[Collected data]
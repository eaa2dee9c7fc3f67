//! Subcommands of the `noughts` binary

pub mod analyze;
pub mod play;

use anyhow::{Result, anyhow};

use crate::tictactoe::Player;

/// Parse a side given on the command line (`x` or `o`)
pub(crate) fn parse_player_token(value: &str, flag: &str) -> Result<Player> {
    match value.trim().to_ascii_lowercase().as_str() {
        "x" | "first" | "player1" | "p1" => Ok(Player::X),
        "o" | "second" | "player2" | "p2" => Ok(Player::O),
        other => Err(anyhow!(
            "Invalid value '{other}' for {flag} (expected 'x' or 'o')"
        )),
    }
}

/// clap value parser for `--side` / `--computer`
pub(crate) fn player_arg(value: &str) -> std::result::Result<Player, String> {
    parse_player_token(value, "player").map_err(|err| err.to_string())
}

/// Install logging for a subcommand; `--verbose` raises the crate to debug.
pub(crate) fn init_logging(default_filter: &str, verbose: bool) {
    if verbose {
        crate::logging::init(&format!("{default_filter},noughts=debug"));
    } else {
        crate::logging::init(default_filter);
    }
}
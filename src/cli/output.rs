//! Terminal rendering and progress spinners

use indicatif::{ProgressBar, ProgressStyle};

use crate::{
    search::SearchStats,
    tictactoe::{Board, Outcome},
};

/// Create a spinner shown while an engine searches
pub fn create_spinner(message: &str) -> ProgressBar {
    let pb = ProgressBar::new_spinner();
    if let Ok(style) = ProgressStyle::default_spinner().template("{spinner:.green} {msg}") {
        pb.set_style(style);
    }
    pb.set_message(message.to_string());
    pb.enable_steady_tick(std::time::Duration::from_millis(80));
    pb
}

/// Print a section header
pub fn print_section(title: &str) {
    println!("\n{}", "=".repeat(40));
    println!("{title}");
    println!("{}", "=".repeat(40));
}

/// Print a key-value pair
pub fn print_kv(key: &str, value: &str) {
    println!("  {:20} {}", format!("{}:", key), value);
}

/// Format a number with thousands separators
pub fn format_number(n: u64) -> String {
    let s = n.to_string();
    let mut result = String::new();
    for (i, c) in s.chars().rev().enumerate() {
        if i > 0 && i.is_multiple_of(3) {
            result.insert(0, ',');
        }
        result.insert(0, c);
    }
    result
}

/// Board with row and column indices around it:
///
/// ```text
///     0 1 2
///   0 X . O
///   1 . X .
///   2 . . .
/// ```
pub fn render_board(board: &Board) -> String {
    let size = board.size();
    let mut out = String::from("   ");
    for col in 0..size {
        out.push_str(&format!(" {col}"));
    }
    out.push('\n');
    for (row, cells) in board.cells().chunks(size).enumerate() {
        out.push_str(&format!("  {row}"));
        for cell in cells {
            out.push(' ');
            out.push(cell.to_char());
        }
        out.push('\n');
    }
    out
}

/// One-line summary of a finished or running game, naming the winning line
pub fn describe_outcome(board: &Board) -> String {
    match board.outcome() {
        Outcome::InProgress => format!("{} to move", board.current_player()),
        Outcome::Draw => Outcome::Draw.to_string(),
        outcome @ Outcome::Win(_) => match board.winning_line() {
            Some((_, cells)) => {
                let line: Vec<String> = cells.iter().map(ToString::to_string).collect();
                format!("{outcome} ({})", line.join(" "))
            }
            None => outcome.to_string(),
        },
    }
}

/// Print search counters
pub fn print_stats(stats: &SearchStats) {
    print_kv("Nodes", &format_number(stats.nodes));
    print_kv("Terminal nodes", &format_number(stats.terminal_nodes));
    print_kv("Cut-offs", &format_number(stats.cutoffs));
    print_kv("Max depth", &stats.max_depth.to_string());
}
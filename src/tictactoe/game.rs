//! High-level game management

use tracing::info;

use super::board::{Board, Move, Outcome, Player};
use crate::search::SearchEngine;

/// A game in progress with undo/redo history.
///
/// The current board is always the initial board with `moves` replayed on
/// top, so the player to move after an undo is recomputed from the marks on
/// the board like everywhere else.
#[derive(Debug, Clone)]
pub struct Game {
    initial: Board,
    current: Board,
    moves: Vec<Move>,
    undone: Vec<Move>,
}

impl Game {
    /// Start a game on an empty board of side `size`
    pub fn new(size: usize) -> Result<Self, crate::Error> {
        Ok(Self::from_board(Board::new(size)?))
    }

    /// Continue play from an existing position
    pub fn from_board(board: Board) -> Self {
        Game {
            initial: board.clone(),
            current: board,
            moves: Vec::new(),
            undone: Vec::new(),
        }
    }

    pub fn board(&self) -> &Board {
        &self.current
    }

    pub fn initial(&self) -> &Board {
        &self.initial
    }

    /// Moves played since the initial board, oldest first
    pub fn moves(&self) -> &[Move] {
        &self.moves
    }

    pub fn current_player(&self) -> Player {
        self.current.current_player()
    }

    pub fn outcome(&self) -> Outcome {
        self.current.outcome()
    }

    pub fn is_over(&self) -> bool {
        self.current.is_terminal()
    }

    /// Play a move for the side to move.
    ///
    /// # Errors
    ///
    /// Returns [`crate::Error::GameOver`] once the game has ended, and the
    /// board's errors for occupied or out-of-range cells.
    pub fn play(&mut self, mv: Move) -> Result<Outcome, crate::Error> {
        if self.is_over() {
            return Err(crate::Error::GameOver);
        }

        let player = self.current_player();
        self.current = self.current.apply_move(mv)?;
        self.moves.push(mv);
        self.undone.clear();

        let outcome = self.outcome();
        info!(%player, %mv, ply = self.moves.len(), "move played");
        if outcome != Outcome::InProgress {
            info!(%outcome, "game over");
        }
        Ok(outcome)
    }

    /// Let a search engine pick and play the move for the side to move.
    ///
    /// X searches as the maximizer and O as the minimizer. Returns the move
    /// played, or `None` if the engine found nothing to play.
    pub fn play_engine_move(
        &mut self,
        engine: &mut dyn SearchEngine,
    ) -> Result<Option<Move>, crate::Error> {
        if self.is_over() {
            return Err(crate::Error::GameOver);
        }

        let maximizing = self.current_player().is_maximizing();
        let evaluation = engine.search(&self.current, maximizing);
        match evaluation.best_move {
            Some(mv) => {
                self.play(mv)?;
                Ok(Some(mv))
            }
            None => Ok(None),
        }
    }

    fn replay(&self, moves: &[Move]) -> Result<Board, crate::Error> {
        moves
            .iter()
            .try_fold(self.initial.clone(), |board, &mv| board.apply_move(mv))
    }

    /// Take back the most recent move.
    pub fn undo(&mut self) -> Result<Move, crate::Error> {
        let mv = self.moves.pop().ok_or(crate::Error::NothingToUndo)?;
        self.current = self.replay(&self.moves)?;
        self.undone.push(mv);
        info!(%mv, ply = self.moves.len(), "move undone");
        Ok(mv)
    }

    /// Replay the most recently undone move.
    pub fn redo(&mut self) -> Result<Move, crate::Error> {
        let mv = *self.undone.last().ok_or(crate::Error::NothingToRedo)?;
        self.current = self.current.apply_move(mv)?;
        self.undone.pop();
        self.moves.push(mv);
        info!(%mv, ply = self.moves.len(), "move redone");
        Ok(mv)
    }

    /// Back to the initial board with an empty history
    pub fn restart(&mut self) {
        self.current = self.initial.clone();
        self.moves.clear();
        self.undone.clear();
        info!(size = self.initial.size(), "game restarted");
    }

    /// Board after each move, starting with the initial board
    pub fn state_sequence(&self) -> Result<Vec<Board>, crate::Error> {
        let mut states = Vec::with_capacity(self.moves.len() + 1);
        let mut board = self.initial.clone();
        states.push(board.clone());
        for &mv in &self.moves {
            board = board.apply_move(mv)?;
            states.push(board.clone());
        }
        Ok(states)
    }
}

#[cfg(test)]
mod tests {
    use super::*;
    use crate::search::{AlphaBeta, Minimax};
    use crate::tictactoe::Cell;

    #[test]
    fn play_alternates_players() {
        let mut game = Game::new(3).unwrap();
        game.play(Move::new(0, 0)).unwrap();
        game.play(Move::new(1, 1)).unwrap();
        assert_eq!(game.board().cell(0, 0).unwrap(), Cell::X);
        assert_eq!(game.board().cell(1, 1).unwrap(), Cell::O);
        assert_eq!(game.current_player(), Player::X);
    }

    #[test]
    fn rejected_move_leaves_history_untouched() {
        let mut game = Game::new(3).unwrap();
        game.play(Move::new(0, 0)).unwrap();
        assert!(game.play(Move::new(0, 0)).is_err());
        assert!(game.play(Move::new(3, 0)).is_err());
        assert_eq!(game.moves(), &[Move::new(0, 0)]);
        assert_eq!(game.current_player(), Player::O);
    }

    #[test]
    fn no_moves_after_game_over() {
        let mut game = Game::from_board(Board::from_string("XX./OO./...").unwrap());
        assert_eq!(game.play(Move::new(0, 2)).unwrap(), Outcome::Win(Player::X));
        assert!(matches!(
            game.play(Move::new(2, 2)),
            Err(crate::Error::GameOver)
        ));
        let mut engine = AlphaBeta::new();
        assert!(matches!(
            game.play_engine_move(&mut engine),
            Err(crate::Error::GameOver)
        ));
    }

    #[test]
    fn undo_and_redo_restore_positions() {
        let mut game = Game::new(3).unwrap();
        game.play(Move::new(1, 1)).unwrap();
        game.play(Move::new(0, 0)).unwrap();
        let after_two = game.board().clone();

        assert_eq!(game.undo().unwrap(), Move::new(0, 0));
        assert_eq!(game.current_player(), Player::O);
        assert_eq!(game.board().cell(0, 0).unwrap(), Cell::Empty);

        assert_eq!(game.redo().unwrap(), Move::new(0, 0));
        assert_eq!(game.board(), &after_two);
        assert!(matches!(game.redo(), Err(crate::Error::NothingToRedo)));
    }

    #[test]
    fn new_move_clears_redo_stack() {
        let mut game = Game::new(3).unwrap();
        game.play(Move::new(1, 1)).unwrap();
        game.undo().unwrap();
        game.play(Move::new(0, 0)).unwrap();
        assert!(matches!(game.redo(), Err(crate::Error::NothingToRedo)));
    }

    #[test]
    fn undo_on_fresh_game_fails() {
        let mut game = Game::new(4).unwrap();
        assert!(matches!(game.undo(), Err(crate::Error::NothingToUndo)));
    }

    #[test]
    fn restart_returns_to_initial_board() {
        let start = Board::from_string("X.../..../..../...O").unwrap();
        let mut game = Game::from_board(start.clone());
        game.play(Move::new(1, 1)).unwrap();
        game.restart();
        assert_eq!(game.board(), &start);
        assert!(game.moves().is_empty());
    }

    #[test]
    fn engine_move_completes_winning_row() {
        let mut game = Game::from_board(Board::from_string("XX./OO./...").unwrap());
        let mut engine = Minimax::new();
        let mv = game.play_engine_move(&mut engine).unwrap();
        assert_eq!(mv, Some(Move::new(0, 2)));
        assert_eq!(game.outcome(), Outcome::Win(Player::X));
    }

    #[test]
    fn state_sequence_includes_initial_board() {
        let mut game = Game::new(3).unwrap();
        game.play(Move::new(0, 0)).unwrap();
        game.play(Move::new(0, 1)).unwrap();
        let states = game.state_sequence().unwrap();
        assert_eq!(states.len(), 3);
        assert_eq!(states[0], Board::new(3).unwrap());
        assert_eq!(&states[2], game.board());
    }
}
//! Board reachability checks
//!
//! Every constructor already enforces the piece-count invariant. These checks
//! go further and reject boards that could not arise from legal play, such
//! as both players owning a line or a win followed by more moves.

use super::{
    board::{Board, Player},
    lines::LineAnalyzer,
};

impl Board {
    /// Check if the board could be reached by legal alternating play from an
    /// empty board with X moving first.
    pub fn is_valid(&self) -> bool {
        let count = self.count_pieces();
        if !(count.x == count.o || count.x == count.o + 1) {
            return false;
        }

        let x_wins = self.has_won(Player::X);
        let o_wins = self.has_won(Player::O);

        if x_wins && o_wins {
            return false;
        }

        // The winner made the last move
        if x_wins && count.x != count.o + 1 {
            return false;
        }
        if o_wins && count.x != count.o {
            return false;
        }

        if x_wins && !self.winning_lines_share_cell(Player::X) {
            return false;
        }
        if o_wins && !self.winning_lines_share_cell(Player::O) {
            return false;
        }

        true
    }

    /// Check if all lines completed by a player share at least one cell.
    ///
    /// A single move can complete several lines only through the cell it
    /// occupies, so disjoint completed lines mean play continued after a win.
    pub fn winning_lines_share_cell(&self, player: Player) -> bool {
        let completed: Vec<Vec<usize>> = LineAnalyzer::lines(self.size())
            .filter(|line| line.owner(self.cells()) == Some(player))
            .map(|line| line.indices().collect())
            .collect();

        if completed.len() < 2 {
            return true;
        }

        (0..self.cells().len()).any(|pos| completed.iter().all(|line| line.contains(&pos)))
    }
}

▸ **INSTRUCTIONS FOR THE TASK**:
Whenever the string "println" turns up in a line above, copy that line out.

▸ **EXERCISE SOLUTION**:
    println!("\n{}", "=".repeat(40));
    println!("{title}");
    println!("{}", "=".repeat(40));
    println!("  {:20} {}", format!("{}:", key), value);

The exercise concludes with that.